German harvest battered by drought, heatwave: farmers’ association
This year’s grain, fruit and vegetable harvests in Germany have been reduced by droughts in key areas and by the long summer heatwave, the national farmers’ association DBV said Tuesday.
“The severe drought seen in large parts of Germany since May has left its mark on the grain harvest,” DBV said in a statement.
Farmers were estimated to have harvested only 46.5 million tonnes of grain this year, a shortfall of 11 percent from last year’s record 52 million tonnes, it said.
The heatwave and drought have also battered other crops, such as rapeseed, fruits and vegetables, the DBV continued.

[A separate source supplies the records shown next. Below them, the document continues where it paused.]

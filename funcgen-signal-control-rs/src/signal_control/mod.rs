//! Live signal parameters and the input logic that mutates them.
//!
//! This module provides the [`SignalParameters`] store (the single shared
//! state read by the sampling loop and written by the input tasks) together
//! with the machinery that turns raw key and button events into validated
//! parameter commits.
//!
//! # Architecture
//!
//! ```text
//! keypad events ──▶ DebounceGate ──▶ NumericEntry ──┐
//!                                                   ├──▶ SignalParameters
//! button events ──▶ WaveformSelector ───────────────┘         │
//!                                                             ▼
//!                                              sampling loop (reads a copy
//!                                              once per sample)
//! ```
//!
//! Each input source owns its own [`DebounceGate`]: a burst of bounce on the
//! waveform button can never swallow keypad events, and vice versa.
//!
//! # Validation
//!
//! Every write path clamps before storing. Out-of-range entry is not an
//! error; it saturates at the nearest bound. A parameter can therefore never
//! be observed outside its documented range.
//!
//! # `no_std` Compatibility
//!
//! No heap allocation: the digit buffer is a fixed-capacity
//! [`heapless::String`]. The optional `defmt` feature derives
//! [`defmt::Format`] on the public types for structured logging on embedded
//! targets.

mod debounce;
mod entry;
mod params;
mod selector;

pub use debounce::DebounceGate;
pub use entry::{EntryEvent, NumericEntry};
pub use params::{SignalParameters, TargetParameter, Waveform};
pub use selector::WaveformSelector;

use embassy_time::Duration;

/// Minimum amplitude in millivolts.
pub const AMPLITUDE_MIN_MV: f32 = 100.0;

/// Maximum amplitude in millivolts.
pub const AMPLITUDE_MAX_MV: f32 = 2500.0;

/// Minimum frequency in hertz.
pub const FREQUENCY_MIN_HZ: f32 = 1.0;

/// Maximum frequency in hertz.
pub const FREQUENCY_MAX_HZ: f32 = 12_000_000.0;

/// Minimum DC offset in millivolts (half the minimum amplitude).
pub const DC_OFFSET_MIN_MV: f32 = AMPLITUDE_MIN_MV / 2.0;

/// Maximum DC offset in millivolts (half the maximum amplitude).
pub const DC_OFFSET_MAX_MV: f32 = AMPLITUDE_MAX_MV / 2.0;

/// Amplitude at power-on, millivolts.
pub const DEFAULT_AMPLITUDE_MV: f32 = 1000.0;

/// Frequency at power-on, hertz.
pub const DEFAULT_FREQUENCY_HZ: f32 = 10.0;

/// DC offset at power-on, millivolts.
pub const DEFAULT_DC_OFFSET_MV: f32 = 500.0;

/// Maximum number of digits a single entry session accumulates. Further
/// digits are dropped silently.
pub const DIGIT_BUFFER_CAPACITY: usize = 19;

/// Debounce window for the waveform push-button.
pub const BUTTON_DEBOUNCE: Duration = Duration::from_millis(10);

/// Debounce window for keypad key events.
pub const KEYPAD_DEBOUNCE: Duration = Duration::from_millis(50);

Farmers were expecting to harvest 885,000 tonnes of apples, for example, a drop of 21 percent from last year.
And the asparagus harvest was down five percent on the year at 108,000 tonnes.
“The average volumes of harvests hide the dramatic problems faced by businesses in those regions that have been hardest hit by the drought,” said the association’s president Joachim Rukwied.

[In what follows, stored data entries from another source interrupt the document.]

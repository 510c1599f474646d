//! Command-line interface for twenty.

pub mod args;
pub mod commands;
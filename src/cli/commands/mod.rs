//! Command implementations for the twenty CLI.

mod completions;
mod config;
mod run;

pub use completions::completions;
pub use config::config;
pub use run::run;
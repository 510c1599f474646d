//! Settings command implementation.
//!
//! Shows, edits, and clears the persisted settings file.

use colored::Colorize;

use crate::cli::args::{ConfigCommands, OutputFormat};
use crate::config::{Paths, Settings};
use crate::error::TwentyError;
use crate::output::to_json;
use crate::timer::format_mmss;

/// Execute config subcommands.
///
/// # Errors
///
/// Returns an error if the settings file cannot be read, parsed, or
/// written, or if an edit would leave a zero-length period.
pub fn config(cmd: ConfigCommands, format: OutputFormat) -> Result<String, TwentyError> {
    match cmd {
        ConfigCommands::Show => show(format),
        ConfigCommands::Path => path(),
        ConfigCommands::Set {
            focus_minutes,
            focus_seconds,
            break_minutes,
            break_seconds,
            auto_start,
        } => set(
            focus_minutes,
            focus_seconds,
            break_minutes,
            break_seconds,
            auto_start,
            format,
        ),
        ConfigCommands::Clear { force } => clear(force),
    }
}

/// Show the current settings.
fn show(format: OutputFormat) -> Result<String, TwentyError> {
    // Unlike the countdown commands, show surfaces a parse error
    // instead of papering over it with defaults.
    let settings = Settings::load()?;

    match format {
        OutputFormat::Json => to_json(&settings),
        OutputFormat::Pretty => {
            let timer_config = settings.timer_config();
            let mut output = Vec::new();

            output.push(format!(
                "Focus period:  {}",
                format_mmss(timer_config.focus_seconds)
            ));
            output.push(format!(
                "Break period:  {}",
                format_mmss(timer_config.break_seconds)
            ));
            output.push(format!(
                "Auto-start:    {}",
                if settings.auto_start { "on" } else { "off" }
            ));

            Ok(output.join("\n"))
        }
    }
}

/// Print the settings file path.
fn path() -> Result<String, TwentyError> {
    let paths = Paths::new()?;
    Ok(paths.settings_file.display().to_string())
}

/// Update the given fields and persist the result.
fn set(
    focus_minutes: Option<u32>,
    focus_seconds: Option<u32>,
    break_minutes: Option<u32>,
    break_seconds: Option<u32>,
    auto_start: Option<bool>,
    format: OutputFormat,
) -> Result<String, TwentyError> {
    let mut settings = Settings::load_or_default();

    if let Some(v) = focus_minutes {
        settings.focus_minutes = v;
    }
    if let Some(v) = focus_seconds {
        settings.focus_seconds = v;
    }
    if let Some(v) = break_minutes {
        settings.break_minutes = v;
    }
    if let Some(v) = break_seconds {
        settings.break_seconds = v;
    }
    if let Some(v) = auto_start {
        settings.auto_start = v;
    }

    settings.validate()?;
    settings.save()?;

    match format {
        OutputFormat::Json => to_json(&settings),
        OutputFormat::Pretty => {
            let timer_config = settings.timer_config();
            Ok(format!(
                "{} Focus {} / Break {}{}",
                "Settings saved.".green(),
                format_mmss(timer_config.focus_seconds),
                format_mmss(timer_config.break_seconds),
                if settings.auto_start {
                    " (auto-start on)"
                } else {
                    ""
                }
            ))
        }
    }
}

/// Delete the settings file.
fn clear(force: bool) -> Result<String, TwentyError> {
    if !force {
        return Err(TwentyError::Config(
            "This will delete the saved settings.\nUse --force to confirm.".to_string(),
        ));
    }

    let paths = Paths::new()?;
    if paths.settings_file.exists() {
        std::fs::remove_file(&paths.settings_file)?;
        Ok("Settings cleared. Defaults apply on the next run.".to_string())
    } else {
        Ok("No settings file to clear.".to_string())
    }
}

#[cfg(test)]
mod tests {
    use super::*;

    #[test]
    fn test_clear_requires_force() {
        let result = clear(false);
        assert!(result.is_err());
    }
}
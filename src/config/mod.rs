//! Configuration management for twenty.

pub mod paths;
pub mod settings;

pub use paths::Paths;
pub use settings::Settings;
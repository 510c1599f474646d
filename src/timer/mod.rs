//! The focus/break countdown core.
//!
//! Owns the period state machine and the event seam the presentation
//! layer subscribes to:
//! - Alternating focus and break periods
//! - Start/pause/reset, pause-preserving resume
//! - One event stream consumed by independent observers

pub mod event;
pub mod period;

pub use event::{EventBus, TimerEvent, TimerObserver};
pub use period::{format_mmss, parse_duration, Period, PeriodTimer, Phase, Snapshot, Tick, TimerConfig};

In the regional states of Bavaria, Hesse and the Rhineland-Palatinate, for example, and the eastern states, the wheat harvest was down by between 15 and 30 percent year-on-year, he said.
“The ongoing drought in August is also harming crops that are still growing such as corn and sugar beets, grazing land and forage crops. Here, irreparable damage has already been done,” Rukwied said.
Farmers also complained of price pressures following the introduction at the start of the year of a national minimum wage which is pushing up their costs, the DBV said.